Check every line below for the word "filename" and copy the ones that have it.
···
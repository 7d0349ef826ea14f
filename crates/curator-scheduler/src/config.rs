//! Scheduler configuration.

use serde::{Deserialize, Serialize};

use crate::SchedulerError;

/// Configuration for the scheduler service.
#[derive(Debug, Clone, Serialize, Deserialize)]
pub struct SchedulerConfig {
    /// Timezone for jobs registered without one (IANA name)
    #[serde(default = "default_timezone")]
    pub default_timezone: String,

    /// Seconds running jobs get to finish after shutdown is requested
    #[serde(default = "default_shutdown_timeout")]
    pub shutdown_timeout_secs: u64,
}

fn default_timezone() -> String {
    "UTC".to_string()
}

fn default_shutdown_timeout() -> u64 {
    10
}

impl Default for SchedulerConfig {
    fn default() -> Self {
        Self {
            default_timezone: default_timezone(),
            shutdown_timeout_secs: default_shutdown_timeout(),
        }
    }
}

impl SchedulerConfig {
    /// Scheduler whose default timezone is the digest timezone.
    pub fn with_timezone(timezone: impl Into<String>) -> Self {
        Self {
            default_timezone: timezone.into(),
            ..Default::default()
        }
    }

    /// Parse the configured timezone.
    pub fn parse_timezone(&self) -> Result<chrono_tz::Tz, SchedulerError> {
        parse_timezone(&self.default_timezone)
    }
}

/// Parse an IANA timezone name.
pub fn parse_timezone(tz: &str) -> Result<chrono_tz::Tz, SchedulerError> {
    tz.parse::<chrono_tz::Tz>()
        .map_err(|_| SchedulerError::InvalidTimezone(tz.to_string()))
}

#[cfg(test)]
mod tests {
    use super::*;

    #[test]
    fn test_default_config() {
        let config = SchedulerConfig::default();
        assert_eq!(config.default_timezone, "UTC");
        assert_eq!(config.shutdown_timeout_secs, 10);
    }

    #[test]
    fn test_digest_timezone() {
        let config = SchedulerConfig::with_timezone("America/Chicago");
        assert_eq!(config.parse_timezone().unwrap().name(), "America/Chicago");
    }

    #[test]
    fn test_invalid_timezone() {
        let config = SchedulerConfig::with_timezone("Central Time");
        match config.parse_timezone() {
            Err(SchedulerError::InvalidTimezone(tz)) => assert_eq!(tz, "Central Time"),
            other => panic!("Expected InvalidTimezone, got {:?}", other),
        }
    }
}
//! Quote curator daemon library exports.
//!
//! # Modules
//!
//! - `cli`: Command-line argument parsing with clap
//! - `commands`: Command implementations (start, send, preview, import, category, admin)
//! - `delivery`: File outbox delivery
//! - `import`: JSON Lines quote parsing

pub mod cli;
pub mod commands;
pub mod delivery;
pub mod import;

pub use cli::{AdminCommands, CategoryCommands, Cli, Commands};
pub use commands::{
    build_assembler, handle_admin, handle_category, import_quotes, init_logging, load_settings,
    open_storage, preview_digest, read_embedding_arg, send_digest, start_daemon,
};
pub use delivery::OutboxDelivery;
pub use import::{parse_quotes, ImportRecord, ParsedImport};
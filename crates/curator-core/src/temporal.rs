//! Temporal split of a cluster into an anchor and recent echoes.
//!
//! A quote is "old" when it was created before `old_after_days` ago and
//! "recent" when created within `recent_within_days`. Quotes between the two
//! windows are neither.

use std::collections::BTreeSet;

use chrono::{DateTime, Duration, Utc};
use curator_types::{Quote, QuoteId, TemporalSettings};

use crate::clustering::QuoteCluster;

/// How the anchor of a cluster is chosen.
#[derive(Debug, Clone, Copy, PartialEq, Eq)]
pub enum SplitMode {
    /// Anchor must be old and at least `min_recent` echoes must be recent
    Strict,
    /// Oldest member anchors and the next members echo
    Relaxed,
}

impl SplitMode {
    /// Mode for a `relaxed` flag.
    pub fn from_relaxed(relaxed: bool) -> Self {
        if relaxed {
            SplitMode::Relaxed
        } else {
            SplitMode::Strict
        }
    }
}

/// Old and recent cut-offs resolved against a fixed "now".
#[derive(Debug, Clone, Copy)]
pub struct TemporalWindows {
    old_before: DateTime<Utc>,
    recent_since: DateTime<Utc>,
    max_recent: usize,
    min_recent: usize,
}

impl TemporalWindows {
    pub fn new(now: DateTime<Utc>, settings: &TemporalSettings) -> Self {
        Self {
            old_before: now - Duration::days(i64::from(settings.old_after_days)),
            recent_since: now - Duration::days(i64::from(settings.recent_within_days)),
            max_recent: settings.max_recent,
            min_recent: settings.min_recent,
        }
    }

    pub fn is_old(&self, quote: &Quote) -> bool {
        quote.created_at < self.old_before
    }

    pub fn is_recent(&self, quote: &Quote) -> bool {
        quote.created_at >= self.recent_since
    }
}

/// A cluster ready to become a curator digest.
#[derive(Debug, Clone)]
pub struct DigestCluster<'a> {
    /// All cluster members, chronological
    pub members: Vec<&'a Quote>,
    /// Distinct articles among the members
    pub article_ids: BTreeSet<&'a str>,
    /// The quote the digest is built around
    pub anchor_quote: &'a Quote,
    /// Echo quotes shown after the anchor, at most `max_recent`
    pub recent_quotes: Vec<&'a Quote>,
    /// Whether any member is old
    pub has_old_anchor: bool,
}

impl<'a> DigestCluster<'a> {
    /// Number of member quotes.
    pub fn total_quotes(&self) -> usize {
        self.members.len()
    }

    /// Number of distinct articles.
    pub fn total_articles(&self) -> usize {
        self.article_ids.len()
    }

    /// Ids of all members.
    pub fn quote_ids(&self) -> Vec<QuoteId> {
        self.members.iter().map(|q| q.id.clone()).collect()
    }

    /// Ids of the quotes a reader will see: the anchor, then the echoes.
    pub fn presented_quote_ids(&self) -> Vec<QuoteId> {
        std::iter::once(self.anchor_quote)
            .chain(self.recent_quotes.iter().copied())
            .map(|q| q.id.clone())
            .collect()
    }
}

/// Split a cluster into anchor and echoes.
///
/// Returns `None` in strict mode when the cluster has no old quote or fewer
/// than `min_recent` recent quotes.
pub fn split_cluster<'a>(
    cluster: QuoteCluster<'a>,
    mode: SplitMode,
    windows: &TemporalWindows,
) -> Option<DigestCluster<'a>> {
    let QuoteCluster {
        members,
        article_ids,
    } = cluster;

    let has_old_anchor = members.iter().any(|q| windows.is_old(q));

    let (anchor_quote, recent_quotes) = match mode {
        SplitMode::Strict => {
            let anchor = members.iter().copied().find(|q| windows.is_old(q))?;
            let recent: Vec<&Quote> = members
                .iter()
                .copied()
                .filter(|q| windows.is_recent(q))
                .collect();
            if recent.len() < windows.min_recent {
                return None;
            }
            let recent = recent.into_iter().take(windows.max_recent).collect();
            (anchor, recent)
        }
        SplitMode::Relaxed => {
            let (first, rest) = members.split_first()?;
            let recent = rest.iter().copied().take(windows.max_recent).collect();
            (*first, recent)
        }
    };

    Some(DigestCluster {
        members,
        article_ids,
        anchor_quote,
        recent_quotes,
        has_old_anchor,
    })
}

/// Split every cluster, keeping those that yield a digest, in input order.
pub fn split_clusters<'a>(
    clusters: Vec<QuoteCluster<'a>>,
    mode: SplitMode,
    windows: &TemporalWindows,
) -> Vec<DigestCluster<'a>> {
    clusters
        .into_iter()
        .filter_map(|cluster| split_cluster(cluster, mode, windows))
        .collect()
}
···
SOLUTION FOR THIS EXERCISE:
filename crates/curator-scheduler/src/config.rs
filename crates/curator-core/src/temporal.rs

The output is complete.